Motorsport Formel1
Erster "Schumi"-Sieg jährt sich zum 15. Mal

Heute vor 15 Jahren hat Michael Schumacher den Grundstein für eine beispiellose Karriere gelegt. Der damals 22-Jährige gewann im belgischen Spa sein erstes Formel-1-Rennen. Ein Sieg, der eine Ära einleiten sollte.

Als Michael Schumacher am 30. August 1992 in Spa sein erstes Rennen in der Formel 1 gewonnen hatte, schien ihm der Rummel danach fast etwas peinlich. Erst Stunden später begriff der damals 22-Jährige, was er "getan" hatte. Gemeinsam mit Manager und Freund Willi Weber saß er da und wischte sich ganz verstohlen ein paar Freudentränen aus dem Gesicht. 15 Jahre ist das jetzt her, doch der 30. August 1992 wird Formel-1-Deutschland für immer in Erinnerung bleiben - denn nach diesem Tag war nichts mehr, wie es mal war.

"Das war ein bedeutender Sieg. Michael hat da ein neues Kapitel Sportgeschichte geschrieben. Er hat damals in Spa die Formel-1-Welt nachhaltig verändert", sagte Weber am Tag vor dem Jubiläum dem Sport-Informations-Dienst (sid). Einen wie Michael Schumacher werde es laut Weber so schnell sicher nicht wieder geben, "nicht in hundert Jahren". Dem Sieg in Belgien ließ der Rheinländer noch 90 weitere und sieben WM-Titel folgen, wahrscheinlich Bestmarken für die Ewigkeit.

Erschöpft, aber als "der glücklichste Mensch der Welt", kletterte Schumacher nach dem Triumph in Spa aus seinem Benetton-Ford und streckte die Faust nach oben.
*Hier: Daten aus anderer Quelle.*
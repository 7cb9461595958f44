//! In-memory repository and notifier for exercising the intake service.

use std::sync::{
  Mutex,
  atomic::{AtomicBool, AtomicU32, Ordering},
};

use chrono::{DateTime, Utc};
use thiserror::Error;
use uuid::Uuid;

use crate::{
  case_number::CaseNumber,
  model::{
    Case, CaseStatus, Identity, IntakeCommit, Message, NewCase, NewMessage, ReportedNumber, User,
    UserProfile,
  },
  notify::Notifier,
  store::{CaseRepository, RepositoryError},
};

#[derive(Debug, Error)]
pub enum FakeError {
  #[error("repository unavailable")]
  Unavailable,
  #[error("duplicate case number {0}")]
  DuplicateCaseNumber(CaseNumber),
}

impl RepositoryError for FakeError {
  fn is_duplicate_case_number(&self) -> bool { matches!(self, Self::DuplicateCaseNumber(_)) }
}

#[derive(Default)]
struct Tables {
  users:    Vec<User>,
  cases:    Vec<Case>,
  messages: Vec<Message>,
  numbers:  Vec<ReportedNumber>,
}

impl Tables {
  fn upsert(&mut self, identity: &Identity, profile: UserProfile, at: DateTime<Utc>) -> User {
    if let Some(user) = self.users.iter_mut().find(|u| u.identity == identity.external_id) {
      user.profile = profile;
      if identity.handle.is_some() {
        user.handle = identity.handle.clone();
      }
      user.updated_at = at;
      return user.clone();
    }
    let user = User {
      user_id:    Uuid::new_v4(),
      identity:   identity.external_id.clone(),
      handle:     identity.handle.clone(),
      profile,
      created_at: at,
      updated_at: at,
    };
    self.users.push(user.clone());
    user
  }

  fn insert_case(&mut self, input: NewCase) -> Result<Case, FakeError> {
    if self.cases.iter().any(|c| c.case_number == input.case_number) {
      return Err(FakeError::DuplicateCaseNumber(input.case_number));
    }
    let case = Case {
      case_id:     Uuid::new_v4(),
      case_number: input.case_number,
      user_id:     input.user_id,
      category:    input.category,
      status:      CaseStatus::New,
      description: input.description,
      incident_at: input.incident_at,
      created_at:  input.created_at,
      updated_at:  input.created_at,
    };
    self.cases.push(case.clone());
    Ok(case)
  }
}

#[derive(Default)]
pub struct MemoryRepository {
  tables:         Mutex<Tables>,
  fail_upserts:   AtomicBool,
  reject_numbers: AtomicU32,
}

impl MemoryRepository {
  pub fn users(&self) -> Vec<User> { self.tables.lock().unwrap().users.clone() }

  pub fn cases(&self) -> Vec<Case> { self.tables.lock().unwrap().cases.clone() }

  pub fn messages(&self) -> Vec<Message> { self.tables.lock().unwrap().messages.clone() }

  pub fn fail_upserts(&self, fail: bool) { self.fail_upserts.store(fail, Ordering::SeqCst) }

  /// Report the next `n` case inserts as case-number collisions.
  pub fn reject_case_numbers(&self, n: u32) { self.reject_numbers.store(n, Ordering::SeqCst) }

  fn take_rejection(&self) -> bool {
    self
      .reject_numbers
      .fetch_update(Ordering::SeqCst, Ordering::SeqCst, |n| n.checked_sub(1))
      .is_ok()
  }
}

impl CaseRepository for MemoryRepository {
  type Error = FakeError;

  async fn find_user_by_identity(&self, identity: &str) -> Result<Option<User>, FakeError> {
    let tables = self.tables.lock().unwrap();
    Ok(tables.users.iter().find(|u| u.identity == identity).cloned())
  }

  async fn get_user(&self, user_id: Uuid) -> Result<Option<User>, FakeError> {
    let tables = self.tables.lock().unwrap();
    Ok(tables.users.iter().find(|u| u.user_id == user_id).cloned())
  }

  async fn upsert_user(
    &self,
    identity: &Identity,
    profile: UserProfile,
    at: DateTime<Utc>,
  ) -> Result<User, FakeError> {
    if self.fail_upserts.load(Ordering::SeqCst) {
      return Err(FakeError::Unavailable);
    }
    Ok(self.tables.lock().unwrap().upsert(identity, profile, at))
  }

  async fn create_case(&self, input: NewCase) -> Result<Case, FakeError> {
    if self.take_rejection() {
      return Err(FakeError::DuplicateCaseNumber(input.case_number));
    }
    self.tables.lock().unwrap().insert_case(input)
  }

  async fn commit_intake(&self, input: IntakeCommit) -> Result<(User, Case), FakeError> {
    if self.fail_upserts.load(Ordering::SeqCst) {
      return Err(FakeError::Unavailable);
    }
    let mut tables = self.tables.lock().unwrap();
    let before = tables.users.clone();
    let user = tables.upsert(&input.identity, input.profile, input.at);

    let new_case = NewCase {
      case_number: input.case_number,
      user_id:     user.user_id,
      category:    input.category,
      description: input.description,
      incident_at: input.at,
      created_at:  input.at,
    };
    let inserted = if self.take_rejection() {
      Err(FakeError::DuplicateCaseNumber(new_case.case_number))
    } else {
      tables.insert_case(new_case)
    };
    match inserted {
      Ok(case) => Ok((user, case)),
      Err(e) => {
        tables.users = before;
        Err(e)
      }
    }
  }

  async fn find_open_case_for_user(&self, user_id: Uuid) -> Result<Option<Case>, FakeError> {
    let tables = self.tables.lock().unwrap();
    Ok(
      tables
        .cases
        .iter()
        .rev()
        .find(|c| c.user_id == user_id && c.status.is_open())
        .cloned(),
    )
  }

  async fn find_case_by_number(&self, case_number: &CaseNumber) -> Result<Option<Case>, FakeError> {
    let tables = self.tables.lock().unwrap();
    Ok(tables.cases.iter().find(|c| &c.case_number == case_number).cloned())
  }

  async fn update_case_status(
    &self,
    case_id: Uuid,
    status: CaseStatus,
    at: DateTime<Utc>,
  ) -> Result<Option<Case>, FakeError> {
    let mut tables = self.tables.lock().unwrap();
    Ok(tables.cases.iter_mut().find(|c| c.case_id == case_id).map(|c| {
      c.status = status;
      c.updated_at = at;
      c.clone()
    }))
  }

  async fn append_message(&self, input: NewMessage) -> Result<Message, FakeError> {
    let message = Message {
      message_id:    Uuid::new_v4(),
      case_id:       input.case_id,
      sender_id:     input.sender_id,
      body:          input.body,
      from_operator: input.from_operator,
      created_at:    input.created_at,
    };
    self.tables.lock().unwrap().messages.push(message.clone());
    Ok(message)
  }

  async fn list_messages(&self, case_id: Uuid) -> Result<Vec<Message>, FakeError> {
    let tables = self.tables.lock().unwrap();
    Ok(tables.messages.iter().filter(|m| m.case_id == case_id).cloned().collect())
  }

  async fn find_reported_number(&self, number: &str) -> Result<Option<ReportedNumber>, FakeError> {
    let tables = self.tables.lock().unwrap();
    Ok(tables.numbers.iter().find(|n| n.number == number).cloned())
  }

  async fn record_reported_number(
    &self,
    number: &str,
    at: DateTime<Utc>,
  ) -> Result<ReportedNumber, FakeError> {
    let mut tables = self.tables.lock().unwrap();
    if let Some(row) = tables.numbers.iter_mut().find(|n| n.number == number) {
      row.report_count += 1;
      row.updated_at = at;
      return Ok(row.clone());
    }
    let row = ReportedNumber { number: number.to_owned(), report_count: 1, updated_at: at };
    tables.numbers.push(row.clone());
    Ok(row)
  }
}

// ─── Notifier ────────────────────────────────────────────────────────────────

#[derive(Debug, Error)]
#[error("channel unreachable")]
pub struct Unreachable;

/// Records every delivered reply.
#[derive(Default)]
pub struct RecordingNotifier {
  sent:  Mutex<Vec<(String, String)>>,
  fail:  AtomicBool,
  stall: AtomicBool,
}

impl RecordingNotifier {
  pub fn fail(&self, fail: bool) { self.fail.store(fail, Ordering::SeqCst) }

  /// Make every send hang forever.
  pub fn stall(&self, stall: bool) { self.stall.store(stall, Ordering::SeqCst) }

  pub fn last_to(&self, identity: &str) -> Option<String> {
    self
      .sent
      .lock()
      .unwrap()
      .iter()
      .rev()
      .find(|(to, _)| to == identity)
      .map(|(_, text)| text.clone())
  }
}

impl Notifier for RecordingNotifier {
  type Error = Unreachable;

  async fn send(&self, identity: &str, text: &str) -> Result<(), Unreachable> {
    if self.stall.load(Ordering::SeqCst) {
      std::future::pending::<()>().await;
    }
    if self.fail.load(Ordering::SeqCst) {
      return Err(Unreachable);
    }
    self.sent.lock().unwrap().push((identity.to_owned(), text.to_owned()));
    Ok(())
  }
}
//! Durable records produced by the intake engine: users, cases and the
//! message thread attached to each case.
//!
//! Records are created by the store; the `New*` inputs carry only what the
//! caller decides; identifiers and timestamps are assigned on insert.

use chrono::{DateTime, NaiveDate, Utc};
use serde::{Deserialize, Serialize};
use strum::{AsRefStr, Display, EnumString};
use uuid::Uuid;

use crate::case_number::CaseNumber;

// ─── Identity ────────────────────────────────────────────────────────────────

/// An external channel participant.
///
/// `external_id` is opaque and channel-specific; it is the key for both the
/// session store and the user upsert. The handle is cosmetic.
#[derive(Debug, Clone, PartialEq, Eq, Hash, Serialize, Deserialize)]
pub struct Identity {
  pub external_id: String,
  pub handle:      Option<String>,
}

impl Identity {
  pub fn new(external_id: impl Into<String>) -> Self {
    Self { external_id: external_id.into(), handle: None }
  }

  pub fn with_handle(mut self, handle: impl Into<String>) -> Self {
    self.handle = Some(handle.into());
    self
  }
}

// ─── Enumerations ────────────────────────────────────────────────────────────

/// Closed set of crime categories a case can be filed under.
#[derive(
  Debug,
  Clone,
  Copy,
  PartialEq,
  Eq,
  Serialize,
  Deserialize,
  Display,
  EnumString,
  AsRefStr,
)]
#[serde(rename_all = "snake_case")]
#[strum(serialize_all = "snake_case")]
pub enum CrimeCategory {
  Phishing,
  WhatsappHack,
  EmailHack,
  Extortion,
  Other,
}

/// Keyword table for [`CrimeCategory::classify`]; first match wins.
const CATEGORY_KEYWORDS: &[(&str, CrimeCategory)] = &[
  ("phishing", CrimeCategory::Phishing),
  ("whatsapp", CrimeCategory::WhatsappHack),
  ("email", CrimeCategory::EmailHack),
  ("extorsion", CrimeCategory::Extortion),
  ("extorsión", CrimeCategory::Extortion),
  ("extortion", CrimeCategory::Extortion),
];

impl CrimeCategory {
  /// Map free text to a category by case-insensitive substring match.
  /// Text matching no keyword falls back to [`CrimeCategory::Other`].
  pub fn classify(text: &str) -> Self {
    let lowered = text.to_lowercase();
    CATEGORY_KEYWORDS
      .iter()
      .find(|(keyword, _)| lowered.contains(keyword))
      .map(|(_, category)| *category)
      .unwrap_or(Self::Other)
  }
}

/// Lifecycle status of a case as worked by operators.
#[derive(
  Debug,
  Clone,
  Copy,
  PartialEq,
  Eq,
  Default,
  Serialize,
  Deserialize,
  Display,
  EnumString,
  AsRefStr,
)]
#[serde(rename_all = "snake_case")]
#[strum(serialize_all = "snake_case")]
pub enum CaseStatus {
  #[default]
  New,
  InProgress,
  /// Filed with the authorities.
  Reported,
  Resolved,
  /// Terminal. Stray reporter messages are no longer routed to the case.
  Closed,
}

impl CaseStatus {
  pub fn is_open(&self) -> bool { !matches!(self, Self::Closed) }
}

// ─── User ────────────────────────────────────────────────────────────────────

/// Personal data collected by one dialogue.
#[derive(Debug, Clone, PartialEq, Eq, Serialize, Deserialize)]
pub struct UserProfile {
  pub full_name:    String,
  pub id_number:    String,
  pub age:          u8,
  pub birth_date:   NaiveDate,
  pub address:      String,
  pub profession:   String,
  pub phone_number: String,
}

/// The durable user record, one per [`Identity`].
#[derive(Debug, Clone, PartialEq, Eq, Serialize, Deserialize)]
pub struct User {
  pub user_id:    Uuid,
  pub identity:   String,
  pub handle:     Option<String>,
  pub profile:    UserProfile,
  pub created_at: DateTime<Utc>,
  pub updated_at: DateTime<Utc>,
}

// ─── Case ────────────────────────────────────────────────────────────────────

/// Input for [`CaseRepository::create_case`](crate::store::CaseRepository::create_case).
#[derive(Debug, Clone)]
pub struct NewCase {
  pub case_number: CaseNumber,
  pub user_id:     Uuid,
  pub category:    CrimeCategory,
  pub description: String,
  pub incident_at: DateTime<Utc>,
  pub created_at:  DateTime<Utc>,
}

/// Everything one completed dialogue writes, for
/// [`CaseRepository::commit_intake`](crate::store::CaseRepository::commit_intake).
///
/// `at` is the commit instant: the user's `updated_at` and the case's
/// incident and creation time.
#[derive(Debug, Clone)]
pub struct IntakeCommit {
  pub identity:    Identity,
  pub profile:     UserProfile,
  pub case_number: CaseNumber,
  pub category:    CrimeCategory,
  pub description: String,
  pub at:          DateTime<Utc>,
}

/// A reported incident.
#[derive(Debug, Clone, PartialEq, Eq, Serialize, Deserialize)]
pub struct Case {
  pub case_id:     Uuid,
  pub case_number: CaseNumber,
  pub user_id:     Uuid,
  pub category:    CrimeCategory,
  pub status:      CaseStatus,
  pub description: String,
  pub incident_at: DateTime<Utc>,
  pub created_at:  DateTime<Utc>,
  pub updated_at:  DateTime<Utc>,
}

// ─── Message ─────────────────────────────────────────────────────────────────

/// Input for [`CaseRepository::append_message`](crate::store::CaseRepository::append_message).
#[derive(Debug, Clone)]
pub struct NewMessage {
  pub case_id:       Uuid,
  /// `None` for system-authored messages.
  pub sender_id:     Option<Uuid>,
  pub body:          String,
  pub from_operator: bool,
  pub created_at:    DateTime<Utc>,
}

/// One entry of a case's append-only thread.
#[derive(Debug, Clone, PartialEq, Eq, Serialize, Deserialize)]
pub struct Message {
  pub message_id:    Uuid,
  pub case_id:       Uuid,
  pub sender_id:     Option<Uuid>,
  pub body:          String,
  pub from_operator: bool,
  pub created_at:    DateTime<Utc>,
}

// ─── Reported numbers ────────────────────────────────────────────────────────

/// How often a phone number has been reported as used in a crime.
#[derive(Debug, Clone, PartialEq, Eq, Serialize, Deserialize)]
pub struct ReportedNumber {
  pub number:       String,
  pub report_count: u32,
  pub updated_at:   DateTime<Utc>,
}

/// Reduce a phone number to its digits, keeping a leading `+`. Spaces,
/// dashes, dots and parentheses are dropped; any other character, or no
/// digits at all, makes it `None`.
pub fn normalize_phone(raw: &str) -> Option<String> {
  let raw = raw.trim();
  let (plus, rest) = match raw.strip_prefix('+') {
    Some(rest) => ("+", rest),
    None => ("", raw),
  };
  let mut digits = String::with_capacity(rest.len() + 1);
  digits.push_str(plus);
  for c in rest.chars() {
    match c {
      '0'..='9' => digits.push(c),
      ' ' | '-' | '.' | '(' | ')' => {}
      _ => return None,
    }
  }
  (digits.len() > plus.len()).then_some(digits)
}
Mit "Michael, Michael"-Rufen und Transparenten mit der Aufschrift: "Michael, Du bist der Größte", feierten die zahlreichen deutschen Zuschauer ihren Helden.

Der englische Weltmeister Nigel Mansell, der sich damals auf dem verregneten Ardennenkurs mit Platz zwei begnügen musste, klopfte dem 16 Jahre jüngeren Deutschen anerkennend auf die Schulter: "Michael ist schon ein ganz Großer, diesen Erfolg hat er sich wirklich verdient."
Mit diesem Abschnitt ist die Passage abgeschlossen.